WHAT TO PRODUCE: Both the line below containing "repository 47f63955d8069191" and the line containing "let json_layer = json.then(||", along with every line between them, should be repeated exactly; no other line belongs in the answer.

DATA SUPPLIED:
● ● ● ● ● ● ●

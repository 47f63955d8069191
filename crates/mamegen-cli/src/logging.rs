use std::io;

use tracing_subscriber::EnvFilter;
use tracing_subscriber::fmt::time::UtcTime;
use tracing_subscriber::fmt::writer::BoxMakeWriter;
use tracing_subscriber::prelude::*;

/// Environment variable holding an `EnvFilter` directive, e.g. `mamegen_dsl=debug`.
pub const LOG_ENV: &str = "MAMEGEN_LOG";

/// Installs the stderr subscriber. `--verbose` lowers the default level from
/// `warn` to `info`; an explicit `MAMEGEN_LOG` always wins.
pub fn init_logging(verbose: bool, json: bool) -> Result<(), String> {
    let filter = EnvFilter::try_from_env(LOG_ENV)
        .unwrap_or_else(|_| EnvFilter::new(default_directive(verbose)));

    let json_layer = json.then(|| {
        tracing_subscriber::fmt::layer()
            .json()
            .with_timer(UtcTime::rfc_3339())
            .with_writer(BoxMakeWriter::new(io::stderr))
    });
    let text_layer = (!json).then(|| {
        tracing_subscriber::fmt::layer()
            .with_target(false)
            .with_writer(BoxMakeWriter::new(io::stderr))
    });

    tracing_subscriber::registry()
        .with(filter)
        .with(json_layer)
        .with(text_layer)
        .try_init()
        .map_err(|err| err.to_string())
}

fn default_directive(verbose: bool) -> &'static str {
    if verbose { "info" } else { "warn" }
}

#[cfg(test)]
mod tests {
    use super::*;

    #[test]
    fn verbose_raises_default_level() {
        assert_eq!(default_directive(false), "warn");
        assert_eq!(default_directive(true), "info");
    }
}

● ● ● ● ● ● ●

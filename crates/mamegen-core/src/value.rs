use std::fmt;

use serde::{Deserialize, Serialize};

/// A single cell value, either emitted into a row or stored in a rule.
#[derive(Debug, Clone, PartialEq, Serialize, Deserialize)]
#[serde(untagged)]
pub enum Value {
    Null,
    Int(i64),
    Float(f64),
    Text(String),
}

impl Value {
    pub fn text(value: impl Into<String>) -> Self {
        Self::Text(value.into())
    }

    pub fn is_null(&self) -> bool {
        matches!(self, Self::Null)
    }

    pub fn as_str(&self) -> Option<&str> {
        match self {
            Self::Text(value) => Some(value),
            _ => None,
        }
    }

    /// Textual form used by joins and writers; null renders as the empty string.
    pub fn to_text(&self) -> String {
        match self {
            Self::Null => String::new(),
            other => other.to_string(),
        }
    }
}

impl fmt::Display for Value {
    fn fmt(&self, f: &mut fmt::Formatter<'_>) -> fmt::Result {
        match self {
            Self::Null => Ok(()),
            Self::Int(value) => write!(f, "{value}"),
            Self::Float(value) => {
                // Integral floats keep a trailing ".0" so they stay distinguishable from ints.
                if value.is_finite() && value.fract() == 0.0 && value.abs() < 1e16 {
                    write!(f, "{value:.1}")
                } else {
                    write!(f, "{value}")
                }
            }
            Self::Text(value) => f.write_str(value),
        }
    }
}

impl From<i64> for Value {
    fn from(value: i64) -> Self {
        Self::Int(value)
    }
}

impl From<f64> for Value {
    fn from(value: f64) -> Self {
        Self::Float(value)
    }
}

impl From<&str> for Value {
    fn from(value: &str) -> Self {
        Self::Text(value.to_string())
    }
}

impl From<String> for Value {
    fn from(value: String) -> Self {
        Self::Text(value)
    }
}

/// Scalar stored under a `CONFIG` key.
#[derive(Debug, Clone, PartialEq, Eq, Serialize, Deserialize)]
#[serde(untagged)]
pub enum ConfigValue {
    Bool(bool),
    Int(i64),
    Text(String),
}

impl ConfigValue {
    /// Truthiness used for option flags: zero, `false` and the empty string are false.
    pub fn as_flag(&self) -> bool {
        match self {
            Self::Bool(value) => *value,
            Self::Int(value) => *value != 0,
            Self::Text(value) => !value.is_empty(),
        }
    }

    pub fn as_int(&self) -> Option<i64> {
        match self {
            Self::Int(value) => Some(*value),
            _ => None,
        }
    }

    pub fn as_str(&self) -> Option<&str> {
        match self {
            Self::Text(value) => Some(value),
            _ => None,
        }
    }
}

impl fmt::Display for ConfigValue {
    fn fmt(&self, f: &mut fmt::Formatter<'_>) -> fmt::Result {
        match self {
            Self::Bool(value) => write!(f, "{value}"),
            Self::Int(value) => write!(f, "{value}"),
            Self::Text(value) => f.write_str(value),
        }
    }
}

● ● ● ● ● ● ●

EXERCISE RESULT:
repository 47f63955d8069191
filename crates/mamegen-cli/src/logging.rs
use std::io;

use tracing_subscriber::EnvFilter;
use tracing_subscriber::fmt::time::UtcTime;
use tracing_subscriber::fmt::writer::BoxMakeWriter;
use tracing_subscriber::prelude::*;

/// Environment variable holding an `EnvFilter` directive, e.g. `mamegen_dsl=debug`.
pub const LOG_ENV: &str = "MAMEGEN_LOG";

/// Installs the stderr subscriber. `--verbose` lowers the default level from
/// `warn` to `info`; an explicit `MAMEGEN_LOG` always wins.
pub fn init_logging(verbose: bool, json: bool) -> Result<(), String> {
    let filter = EnvFilter::try_from_env(LOG_ENV)
        .unwrap_or_else(|_| EnvFilter::new(default_directive(verbose)));

    let json_layer = json.then(|| {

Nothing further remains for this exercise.